On June 9, a parliamentary committee voted to reject a ban on ritual slaughter proposed by Brussels Minister for Animal Welfare, Bernard Clerfayt.
Today, the parliament’s general assembly voted to support that decision by 42 to 38. There were eight abstentions.
The attempt to ban shechita followed a ruling by Belgium’s Constitutional Court to uphold a European Court of Justice decision that EU member states can ban slaughter without pre-stunning.
Kosher slaughter is already illegal in Wallonia and Flanders, Belgium’s two other regions, where the Jewish population has resorted to importing meat.

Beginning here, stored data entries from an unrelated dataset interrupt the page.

//! Pruning iframe HTML files that no notebook output refers to.
//!
//! The iframe renderer never overwrites its files, so re-running cells leaves
//! old plots behind. A file is kept while any `*.ipynb` in the notebook
//! directory still shows it in a cell output.

use std::collections::BTreeSet;
use std::fs;
use std::path::{Path, PathBuf};
use std::sync::LazyLock;

use globset::{Glob, GlobMatcher};
use regex::Regex;
use serde_json::Value;
use walkdir::WalkDir;

use crate::defaults::IFRAME_DIR;
use crate::error::{PlotlyLightError, Result};

static IFRAME_SRC: LazyLock<Regex> = LazyLock::new(|| {
    Regex::new(&format!(r#"^src="({}/[^"/]+\.html)"$"#, regex::escape(IFRAME_DIR)))
        .expect("Invalid regex")
});

/// Outcome of a pruning pass, as paths relative to the notebook directory.
#[derive(Debug, Clone, Default, PartialEq, Eq)]
pub struct PruneReport {
    pub kept: Vec<PathBuf>,
    pub removed: Vec<PathBuf>,
}

fn matcher(pattern: &str) -> Result<GlobMatcher> {
    Glob::new(pattern)
        .map(|glob| glob.compile_matcher())
        .map_err(|source| PlotlyLightError::InvalidPattern {
            pattern: pattern.to_string(),
            source,
        })
}

/// Files directly inside `dir` whose names match `pattern`, sorted.
fn files_matching(dir: &Path, pattern: &str) -> Result<Vec<PathBuf>> {
    let matcher = matcher(pattern)?;
    let mut files = Vec::new();
    for entry in WalkDir::new(dir).min_depth(1).max_depth(1).sort_by_file_name() {
        let entry = entry.map_err(|err| PlotlyLightError::Io(err.into()))?;
        if entry.file_type().is_file() && matcher.is_match(entry.file_name()) {
            files.push(entry.into_path());
        }
    }
    Ok(files)
}

/// Lines of a notebook output's `text/html`, stored as one string or a list.
fn html_lines(html: &Value) -> Vec<&str> {
    match html {
        Value::String(text) => text.lines().collect(),
        Value::Array(parts) => parts
            .iter()
            .filter_map(Value::as_str)
            .flat_map(str::lines)
            .collect(),
        _ => Vec::new(),
    }
}

/// Iframe HTML files shown in the outputs of a notebook.
///
/// # Errors
/// Returns an error if the notebook cannot be read or is not valid JSON.
pub fn html_list_in_notebook(path: &Path) -> Result<Vec<String>> {
    let content = fs::read_to_string(path).map_err(|source| PlotlyLightError::FileRead {
        path: path.to_path_buf(),
        source,
    })?;
    let notebook: Value =
        serde_json::from_str(&content).map_err(|source| PlotlyLightError::Notebook {
            path: path.to_path_buf(),
            source,
        })?;

    let outputs = notebook
        .get("cells")
        .and_then(Value::as_array)
        .into_iter()
        .flatten()
        .filter_map(|cell| cell.get("outputs").and_then(Value::as_array))
        .flatten();

    let mut htmls = Vec::new();
    for output in outputs {
        let Some(html) = output.get("data").and_then(|data| data.get("text/html")) else {
            continue;
        };
        htmls.extend(
            html_lines(html)
                .into_iter()
                .filter_map(|line| IFRAME_SRC.captures(line.trim_end()))
                .map(|caps| caps[1].to_string()),
        );
    }
    Ok(htmls)
}

/// Sort the iframe HTML files under `root` into used and unused ones
/// without deleting anything.
///
/// # Errors
/// Returns an error if a notebook is unreadable or malformed, or the
/// directory cannot be listed.
pub fn unused_htmls(root: &Path) -> Result<PruneReport> {
    let iframe_dir = root.join(IFRAME_DIR);
    if !iframe_dir.is_dir() {
        return Ok(PruneReport::default());
    }

    let mut referenced = BTreeSet::new();
    for notebook in files_matching(root, "*.ipynb")? {
        referenced.extend(html_list_in_notebook(&notebook)?);
    }

    let mut report = PruneReport::default();
    for file in files_matching(&iframe_dir, "*.html")? {
        let Some(name) = file.file_name().and_then(|name| name.to_str()) else {
            continue;
        };
        let relative = format!("{IFRAME_DIR}/{name}");
        if referenced.contains(&relative) {
            report.kept.push(PathBuf::from(relative));
        } else {
            report.removed.push(PathBuf::from(relative));
        }
    }
    Ok(report)
}

/// Delete iframe HTML files under `root` that no notebook in `root` shows.
///
/// # Errors
/// Returns an error if a notebook is unreadable or malformed, or a file
/// cannot be deleted.
pub fn remove_unused_htmls(root: &Path) -> Result<PruneReport> {
    let report = unused_htmls(root)?;
    for file in &report.removed {
        fs::remove_file(root.join(file))?;
    }
    tracing::info!(
        kept = report.kept.len(),
        removed = report.removed.len(),
        "pruned unused iframe figures"
    );
    Ok(report)
}

#[cfg(test)]
#[path = "crawl_tests.rs"]
mod tests;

Commenting on today’s verdict, European Convention of Rabbis President Pinchas Goldschmid said: “We stand in full agreement with the ruling of the Brussels Parliament, declaring Shechita and Halal to be legal.
"The bans on non-stunned slaughter enacted in the Belgium regions of Flanders and Wallonia in 2020 prohibited Shechita and Halal, blatantly trampling on the religious freedoms of the Jewish and Muslim communities, hundreds of thousands of Belgium citizens.
“These unsolicited bans have a dark historical precedent; rather than ushering in a future of increased animal welfare, these alarmingly legislative prohibitions are instead a harsh, destructive step backward.
"The law should never be used as an unsolicited weapon against religious communities.
“The vote of the Brussels regional Parliament on Friday, declaring that these religious methods of slaughter are not illegal thereby restores such religious rights in the country. We pay tribute to Chief Rabbi Guigui and Rabbi Bruno Fiszon for their efforts.”